My point here, is that if ADHD/ADD is a factor in your life or the lives of anyone around you, I think my discoveries could be helpful for you. I have been on a journey to get to the bottom of this “condition” for most of my life. I know how ADHD/ADD feels from a teacher’s perspective, a parent’s perspective, a child’s perspective, and especially–from my personal perspective. I have read unceasingly, taken classes, been to workshops too numerous to count, scoured the Internet, and have experienced parent/teacher conferences from all sides of the desk. What I have learned and believe seems to be holding water. I keep checking for leaks! 😉

ADHD/ADD has correlations (think co-relations!) with:

  • anxiety
  • depression
  • OCD and bipolar
  • Complex PTSD
  • and the list goes on…

My good news: It is real. It is not your fault. It can work to your advantage. It is treatable. You can find happiness. You can find love. When you understand YOU and IT, you will be in a position to reach out to and work more effectively with a broader-range of humanity than the average person. You can minimize the potential of passing it on to your children.
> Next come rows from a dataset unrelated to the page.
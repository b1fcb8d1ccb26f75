use mesh_refine::io::vtk::write_scope_files;
use mesh_refine::prelude::*;
use std::fs;
use std::process::Command;

const CAVITY: &str = "\
Begin ModelPartData
End ModelPartData

Begin Properties 1
End Properties

Begin Nodes
    1  0.0000000000e+00  0.0000000000e+00  0.0000000000e+00
    2  2.0000000000e+00  0.0000000000e+00  0.0000000000e+00
    3  2.0000000000e+00  2.0000000000e+00  0.0000000000e+00
    4  0.0000000000e+00  2.0000000000e+00  0.0000000000e+00
End Nodes

Begin Elements Element2D3N // fluid
    1  1  1  2  3
    2  1  1  3  4
End Elements

Begin Conditions WallCondition2D2N
    1  1  1  2
    2  1  4  1
End Conditions

Begin SubModelPart Walls
    Begin SubModelPartNodes
        1
        2
        4
    End SubModelPartNodes
    Begin SubModelPartElements
    End SubModelPartElements
    Begin SubModelPartConditions
        1
        2
    End SubModelPartConditions
End SubModelPart
";

#[test]
fn refined_mesh_round_trips_through_files() {
    let dir = tempfile::tempdir().unwrap();
    let input = dir.path().join("cavity.MDPA");
    let output = dir.path().join("cavity_fine.mdpa");
    fs::write(&input, CAVITY).unwrap();

    let coarse = read_mesh(&input).unwrap();
    assert_eq!(coarse.name(), "cavity");
    let refined = refine_hierarchy(&coarse, &RefineOptions::default()).unwrap();
    write_mesh(&refined.mesh, &output).unwrap();
    assert!(!dir.path().join("cavity_fine.mdpa.tmp").exists());

    let back = read_mesh(&output).unwrap();
    assert_eq!(back.node_count(), 4 + 5);
    assert_eq!(back.element_count(), 8);
    assert_eq!(back.condition_count(), 4);
    let walls = back.child(ScopeId::ROOT, "Walls").unwrap();
    assert_eq!(back.count::<Condition>(walls), 4);
    // nodes 1, 2, 4 plus midpoints of (1,2) and (1,4); (2,4) is not an edge
    assert_eq!(back.count::<Node>(walls), 5);
    assert_eq!(
        back.nodes().collect::<Vec<_>>(),
        refined.mesh.nodes().collect::<Vec<_>>()
    );
}

#[test]
fn unbuilt_backend_is_rejected_before_touching_disk() {
    let dir = tempfile::tempdir().unwrap();
    let mesh = MeshHierarchy::new("empty");
    let err = write_mesh(&mesh, dir.path().join("out.med")).unwrap_err();
    assert!(matches!(err, MeshRefineError::UnsupportedFileFormat(_)));
    assert_eq!(fs::read_dir(dir.path()).unwrap().count(), 0);
}

#[test]
fn scale_mesh_multiplies_coordinates() {
    let dir = tempfile::tempdir().unwrap();
    let input = dir.path().join("cavity.mdpa");
    let output = dir.path().join("cavity_mm.mdpa");
    fs::write(&input, CAVITY).unwrap();

    let status = Command::new(env!("CARGO_BIN_EXE_scale_mesh"))
        .args([input.as_os_str(), output.as_os_str()])
        .arg("1000")
        .status()
        .unwrap();
    assert!(status.success());

    let scaled = read_mesh(&output).unwrap();
    assert_eq!(
        scaled.node(EntityId::new(3).unwrap()).unwrap().coords,
        [2000.0, 2000.0, 0.0]
    );
    assert_eq!(scaled.summary().replace("cavity_mm", "cavity"), {
        let original = read_mesh(&input).unwrap();
        original.summary()
    });
}

#[test]
fn scale_mesh_accepts_model_names() {
    let dir = tempfile::tempdir().unwrap();
    fs::write(dir.path().join("cavity.mdpa"), CAVITY).unwrap();

    let output = Command::new(env!("CARGO_BIN_EXE_scale_mesh"))
        .arg(dir.path().join("cavity"))
        .arg(dir.path().join("cavity_half"))
        .arg("0.5")
        .output()
        .unwrap();
    assert!(output.status.success(), "{}", String::from_utf8_lossy(&output.stderr));

    let scaled = read_mesh(dir.path().join("cavity_half.mdpa")).unwrap();
    assert_eq!(scaled.name(), "cavity_half");
    assert_eq!(
        scaled.node(EntityId::new(3).unwrap()).unwrap().coords,
        [1.0, 1.0, 0.0]
    );
    assert!(!dir.path().join("cavity_half").exists());
}

#[test]
fn every_scope_gets_a_vtk_file() {
    let dir = tempfile::tempdir().unwrap();
    let input = dir.path().join("cavity.mdpa");
    fs::write(&input, CAVITY).unwrap();
    let mesh = read_mesh(&input).unwrap();

    let paths = write_scope_files(&mesh, dir.path()).unwrap();
    assert_eq!(paths.len(), 2);
    let walls = fs::read_to_string(dir.path().join("cavity").join("cavity.Walls.vtk")).unwrap();
    assert!(walls.contains("SCALARS condition_ids long 1"));
    assert!(walls.contains("CELL_TYPES 2\n3\n3\n"));

    let out_dir = dir.path().join("vis");
    let status = Command::new(env!("CARGO_BIN_EXE_visualize_mesh"))
        .arg(&input)
        .arg("--out-dir")
        .arg(&out_dir)
        .status()
        .unwrap();
    assert!(status.success());
    assert!(out_dir.join("cavity").join("cavity.vtk").exists());

    let by_name = dir.path().join("by_name");
    let status = Command::new(env!("CARGO_BIN_EXE_visualize_mesh"))
        .arg(dir.path().join("cavity"))
        .arg("--out-dir")
        .arg(&by_name)
        .status()
        .unwrap();
    assert!(status.success());
    assert!(by_name.join("cavity").join("cavity.Walls.vtk").exists());
}
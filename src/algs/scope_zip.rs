//! Lock-step traversal of two isomorphic scope trees.
//!
//! Source and destination scopes are paired by name, starting from the two
//! roots. Every per-scope pass of the refinement (node placement, child
//! placement) runs through [`zip_scopes`], so the trees cannot drift apart
//! between passes.

use crate::mesh_error::MeshRefineError;
use crate::topology::hierarchy::{MeshHierarchy, ScopeId};

/// Pairs every source scope with the identically named destination scope.
///
/// Pairs are returned in pre-order: a parent pair always precedes its
/// children, siblings follow the source's insertion order.
///
/// # Errors
/// [`MeshRefineError::MissingScope`] if the destination lacks a scope the source has.
pub fn scope_pairs(
    dst: &MeshHierarchy,
    src: &MeshHierarchy,
) -> Result<Vec<(ScopeId, ScopeId)>, MeshRefineError> {
    let mut pairs = Vec::with_capacity(src.scope_count());
    let mut stack = vec![(ScopeId::ROOT, ScopeId::ROOT)];
    while let Some((d, s)) = stack.pop() {
        pairs.push((d, s));
        for child in src.children(s).iter().rev() {
            let d_child = dst.try_child(d, src.scope_name(*child))?;
            stack.push((d_child, *child));
        }
    }
    Ok(pairs)
}

/// Calls `visit(dst, dst_scope, src, src_scope)` for every matched pair, parents first.
///
/// The pairing is computed before the first visit, so `visit` may mutate
/// destination membership but must not add scopes.
pub fn zip_scopes<F>(
    dst: &mut MeshHierarchy,
    src: &MeshHierarchy,
    mut visit: F,
) -> Result<(), MeshRefineError>
where
    F: FnMut(&mut MeshHierarchy, ScopeId, &MeshHierarchy, ScopeId) -> Result<(), MeshRefineError>,
{
    for (d, s) in scope_pairs(dst, src)? {
        visit(dst, d, src, s)?;
    }
    Ok(())
}
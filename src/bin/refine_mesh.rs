//! Uniformly refines a triangular mesh once.
//!
//! ```text
//! refine_mesh coarse.mdpa fine.mdpa
//! refine_mesh coarse fine          # `.mdpa` appended
//! ```

use clap::{Parser, ValueEnum};
use mesh_refine::algs::refine::{RefineOptions, refine_hierarchy};
use mesh_refine::io::{read_mesh, with_default_extension, write_mesh};
use mesh_refine::topology::validation::NonManifoldHandling;
use std::path::PathBuf;
use std::process::ExitCode;

#[derive(Clone, Copy, Debug, ValueEnum)]
enum NonManifold {
    Ignore,
    Warn,
    Error,
}

impl From<NonManifold> for NonManifoldHandling {
    fn from(value: NonManifold) -> Self {
        match value {
            NonManifold::Ignore => NonManifoldHandling::Ignore,
            NonManifold::Warn => NonManifoldHandling::Warn,
            NonManifold::Error => NonManifoldHandling::Error,
        }
    }
}

/// Split every triangle 1→4 and every boundary condition 1→2.
#[derive(Parser, Debug)]
#[command(name = "refine_mesh", version, about, long_about = None)]
struct Cli {
    /// Input mesh; `.mdpa` is appended when there is no extension
    input: PathBuf,
    /// Output mesh; `.mdpa` is appended when there is no extension
    output: PathBuf,
    /// Worker threads (defaults to all cores)
    #[arg(short = 'j', long)]
    threads: Option<usize>,
    /// Policy for edges shared by more than two elements
    #[arg(long, value_enum, default_value_t = NonManifold::Warn)]
    non_manifold: NonManifold,
    /// Skip validation of the input hierarchy
    #[arg(long)]
    no_validate: bool,
    /// Log pipeline stages
    #[arg(short, long)]
    verbose: bool,
}

fn run(cli: &Cli) -> Result<(), mesh_refine::mesh_error::MeshRefineError> {
    let input = with_default_extension(&cli.input);
    let output = with_default_extension(&cli.output);

    let coarse = read_mesh(&input)?;
    println!("input {}:\n{}", input.display(), coarse.summary());

    let options = RefineOptions {
        threads: cli.threads,
        non_manifold: cli.non_manifold.into(),
        validate_input: !cli.no_validate,
    };
    let refined = refine_hierarchy(&coarse, &options)?;

    write_mesh(&refined.mesh, &output)?;
    println!("output {}:\n{}", output.display(), refined.mesh.summary());
    Ok(())
}

fn main() -> ExitCode {
    let cli = Cli::parse();
    let level = if cli.verbose { "debug" } else { "info" };
    env_logger::Builder::from_env(env_logger::Env::default().default_filter_or(level)).init();

    match run(&cli) {
        Ok(()) => ExitCode::SUCCESS,
        Err(e) => {
            log::error!("{e}");
            eprintln!("refine_mesh: {e}");
            ExitCode::FAILURE
        }
    }
}
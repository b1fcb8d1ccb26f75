use mesh_refine::algs::scope_zip::scope_pairs;
use mesh_refine::prelude::*;
use proptest::prelude::*;
use rand::rngs::SmallRng;
use rand::{Rng, SeedableRng};
use std::collections::BTreeSet;

fn id(raw: u64) -> EntityId {
    EntityId::new(raw).unwrap()
}

/// `nx × ny` quads split into triangles, bottom edge as conditions, plus
/// randomly populated scopes `part`, `part.inner` and `bottom`.
fn strip_mesh(nx: u64, ny: u64, seed: u64) -> MeshHierarchy {
    let mut rng = SmallRng::seed_from_u64(seed);
    let node = |i: u64, j: u64| id(j * (nx + 1) + i + 1);

    let mut mesh = MeshHierarchy::new("strip");
    for j in 0..=ny {
        for i in 0..=nx {
            let xyz = [i as f64 * 0.37, j as f64 * 1.3, (i + j) as f64 * 0.1];
            mesh.insert_node(Node::new(node(i, j), xyz)).unwrap();
        }
    }
    let mut next = 1;
    for j in 0..ny {
        for i in 0..nx {
            let (a, b, c, d) = (node(i, j), node(i + 1, j), node(i, j + 1), node(i + 1, j + 1));
            for tri in [vec![a, b, c], vec![b, d, c]] {
                mesh.insert_element(Element::new(id(next), "Element2D3N", 1, tri))
                    .unwrap();
                next += 1;
            }
        }
    }
    for i in 0..nx {
        let line = vec![node(i, 0), node(i + 1, 0)];
        mesh.insert_condition(Condition::new(id(i + 1), "LineCondition2D2N", 2, line))
            .unwrap();
    }

    let part = mesh.create_scope(ScopeId::ROOT, "part").unwrap();
    let picked: Vec<Element> = mesh.elements().filter(|_| rng.gen_bool(0.5)).cloned().collect();
    add_elements(&mut mesh, part, &picked);
    let inner = mesh.create_scope(part, "inner").unwrap();
    let picked: Vec<Element> = picked.into_iter().filter(|_| rng.gen_bool(0.5)).collect();
    add_elements(&mut mesh, inner, &picked);

    let bottom = mesh.create_scope(ScopeId::ROOT, "bottom").unwrap();
    let lines: Vec<Condition> = mesh.conditions().filter(|_| rng.gen_bool(0.7)).cloned().collect();
    let nodes: BTreeSet<EntityId> = lines.iter().flat_map(|c| c.nodes.clone()).collect();
    mesh.add_to_scope::<Node, _>(bottom, nodes).unwrap();
    mesh.add_to_scope::<Condition, _>(bottom, lines.iter().map(|c| c.id))
        .unwrap();
    mesh
}

fn add_elements(mesh: &mut MeshHierarchy, scope: ScopeId, elements: &[Element]) {
    let nodes: BTreeSet<EntityId> = elements.iter().flat_map(|e| e.nodes.clone()).collect();
    mesh.add_to_scope::<Node, _>(scope, nodes).unwrap();
    mesh.add_to_scope::<Element, _>(scope, elements.iter().map(|e| e.id))
        .unwrap();
}

fn unique_edges(mesh: &MeshHierarchy) -> BTreeSet<(EntityId, EntityId)> {
    let mut edges = BTreeSet::new();
    let mut add = |a: EntityId, b: EntityId| {
        edges.insert((a.min(b), a.max(b)));
    };
    for e in mesh.elements() {
        add(e.nodes[0], e.nodes[1]);
        add(e.nodes[1], e.nodes[2]);
        add(e.nodes[2], e.nodes[0]);
    }
    for c in mesh.conditions() {
        add(c.nodes[0], c.nodes[1]);
    }
    edges
}

fn with_threads(threads: usize) -> RefineOptions {
    RefineOptions {
        threads: Some(threads),
        ..RefineOptions::default()
    }
}

proptest! {
    #![proptest_config(ProptestConfig::with_cases(32))]

    #[test]
    fn per_scope_counts_scale(nx in 1u64..6, ny in 1u64..5, seed in any::<u64>()) {
        let src = strip_mesh(nx, ny, seed);
        let out = refine_hierarchy(&src, &RefineOptions::default()).unwrap().mesh;
        for (d, s) in scope_pairs(&out, &src).unwrap() {
            prop_assert_eq!(out.full_name(d), src.full_name(s));
            prop_assert_eq!(out.count::<Element>(d), 4 * src.count::<Element>(s));
            prop_assert_eq!(out.count::<Condition>(d), 2 * src.count::<Condition>(s));
        }
        prop_assert_eq!(out.scope_count(), src.scope_count());
    }

    #[test]
    fn node_count_is_inputs_plus_unique_edges(nx in 1u64..6, ny in 1u64..5, seed in any::<u64>()) {
        let src = strip_mesh(nx, ny, seed);
        let refined = refine_hierarchy(&src, &RefineOptions::default()).unwrap();
        let edges = unique_edges(&src);
        prop_assert_eq!(refined.mesh.node_count(), src.node_count() + edges.len());
        prop_assert_eq!(refined.midpoints.len(), edges.len());
    }

    #[test]
    fn midpoints_are_exact_means(nx in 1u64..6, ny in 1u64..5, seed in any::<u64>()) {
        let src = strip_mesh(nx, ny, seed);
        let refined = refine_hierarchy(&src, &RefineOptions::default()).unwrap();
        for (edge, mid) in refined.midpoints.iter() {
            let a = src.node(edge.lo()).unwrap().coords;
            let b = src.node(edge.hi()).unwrap().coords;
            let expected = [(a[0] + b[0]) * 0.5, (a[1] + b[1]) * 0.5, (a[2] + b[2]) * 0.5];
            prop_assert_eq!(refined.mesh.node(mid.id).unwrap().coords, expected);
        }
    }

    #[test]
    fn scope_nodes_are_members_plus_inner_midpoints(nx in 1u64..6, ny in 1u64..5, seed in any::<u64>()) {
        let src = strip_mesh(nx, ny, seed);
        let refined = refine_hierarchy(&src, &RefineOptions::default()).unwrap();
        let out = &refined.mesh;
        for (d, s) in scope_pairs(out, &src).unwrap() {
            let mut expected: BTreeSet<EntityId> = src.ids::<Node>(s).collect();
            for (edge, mid) in refined.midpoints.iter() {
                if src.contains::<Node>(s, edge.lo()) && src.contains::<Node>(s, edge.hi()) {
                    expected.insert(mid.id);
                }
            }
            prop_assert_eq!(out.ids::<Node>(d).collect::<BTreeSet<_>>(), expected);
        }
        prop_assert!(validate_hierarchy(out).is_ok());
    }

    #[test]
    fn thread_count_does_not_change_output(nx in 1u64..6, ny in 1u64..5, seed in any::<u64>()) {
        let src = strip_mesh(nx, ny, seed);
        let one = refine_hierarchy(&src, &with_threads(1)).unwrap().mesh;
        let four = refine_hierarchy(&src, &with_threads(4)).unwrap().mesh;

        prop_assert_eq!(one.nodes().collect::<Vec<_>>(), four.nodes().collect::<Vec<_>>());
        prop_assert_eq!(one.elements().collect::<Vec<_>>(), four.elements().collect::<Vec<_>>());
        prop_assert_eq!(one.conditions().collect::<Vec<_>>(), four.conditions().collect::<Vec<_>>());
        for scope in one.scopes_preorder() {
            prop_assert_eq!(one.members(scope), four.members(scope));
        }
    }
}

#[test]
fn refining_twice_quadruples_again() {
    let src = strip_mesh(3, 2, 7);
    let once = refine_hierarchy(&src, &RefineOptions::default()).unwrap().mesh;
    let twice = refine_hierarchy(&once, &RefineOptions::default()).unwrap().mesh;
    assert_eq!(twice.element_count(), 16 * src.element_count());
    assert_eq!(twice.condition_count(), 4 * src.condition_count());
    assert_eq!(twice.summary().lines().count(), src.scope_count());
}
The reality: It is a physical, chemical truth. It won’t go away. You need extra love. You need extra support.

New findings:

  • Evolutionary processes alter our genetic expressionsIf your ancestors had fears, you have a predisposition to those same fears. Your little egg and sperm cells from which you grew had already learned to be wary, anxious, and afraid of things you might encounter once you entered this world.
  • If you were born as a wary infant and your mother was stressed, too–soothing was tough to come by. Everything in your new world became a threat. You were probably punished for your strong, emotional reactions. There is little wonder that the cluster of symptoms you had/have could be easily grouped and named. We call it ADHD. You couldn’t focus, but at least you sometimes got what you wanted and needed if you acted out enough. And the world still seems scary.
  • If you were born as a wary infant and your mother was stressed (this is a different situation from the ADHD cycle)-but did nothing to protect and soothe you (confined to a playpen, ignored, belittled, left alone)–you just simply gave up. Your little “on” button rusted over and locked into the “off” position. That cluster of symptoms includes inattention, lack of motivation, cynicism, and depression. This is usually identified as ADD (attention deficit disorder without hyperactivity). After all, what is the point? You could work, yell, cry, do everything absolutely perfectly, and you still would not get what you wanted or needed. Your reward system of oxytocin receptors couldn’t recognize love or happiness if you looked it in the eye. And you still wonder, “What’s the point?”
  • Yes, stimulant medication does work. It does calm the anxiety and does allow you to focus despite the ADHD.  It does activate the “on” button for ADD.  Yet, there is the troublesome hyper-focus element. Once “on”, it is still tough to be flexible and interactive with the environment around you. Tasks may get done, but the social interactions may still not quite be up to par, and multi-tasking or watching the clock may be difficult–at best. Additionally, without the self-propagating rewards of social interactions, you still don’t quite have a self-sustaining life. You probably find yourself needing to put forth a greater-than-the-average-person kind of effort to prime your pump. You need a social-support system that understands, cares, encourages, challenges, and reminds you, “Wow. You had a lot of crap. And you overcame! How did you ever do that?” (Guess what? By the time people recognize your victories, you will have found ways improve your life as well as the potential to improve the lives of others.)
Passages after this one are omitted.